**ABOUT THIS TASK:** Every record that follows should be output exactly as it is given.

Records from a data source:
---*---

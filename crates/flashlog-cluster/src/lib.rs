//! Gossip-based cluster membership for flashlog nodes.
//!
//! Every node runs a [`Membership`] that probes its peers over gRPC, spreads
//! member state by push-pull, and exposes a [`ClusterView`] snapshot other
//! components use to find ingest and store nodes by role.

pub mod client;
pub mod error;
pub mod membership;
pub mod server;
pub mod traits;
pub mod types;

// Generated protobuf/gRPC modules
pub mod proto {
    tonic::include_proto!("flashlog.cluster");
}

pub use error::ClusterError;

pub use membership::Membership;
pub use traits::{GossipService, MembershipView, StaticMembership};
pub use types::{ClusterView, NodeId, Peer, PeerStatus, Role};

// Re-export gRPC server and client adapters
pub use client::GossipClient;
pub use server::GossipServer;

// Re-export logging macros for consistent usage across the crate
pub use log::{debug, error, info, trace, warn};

---*---

**ANSWER SPACE:**
filename crates/flashlog-cluster/src/lib.rs
//! Gossip-based cluster membership for flashlog nodes.
//!
//! Every node runs a [`Membership`] that probes its peers over gRPC, spreads
//! member state by push-pull, and exposes a [`ClusterView`] snapshot other
//! components use to find ingest and store nodes by role.

pub mod client;
pub mod error;
pub mod membership;
pub mod server;
pub mod traits;
pub mod types;

// Generated protobuf/gRPC modules
pub mod proto {
    tonic::include_proto!("flashlog.cluster");
}

pub use error::ClusterError;

pub use membership::Membership;
pub use traits::{GossipService, MembershipView, StaticMembership};
pub use types::{ClusterView, NodeId, Peer, PeerStatus, Role};

// Re-export gRPC server and client adapters
pub use client::GossipClient;
pub use server::GossipServer;

// Re-export logging macros for consistent usage across the crate
pub use log::{debug, error, info, trace, warn};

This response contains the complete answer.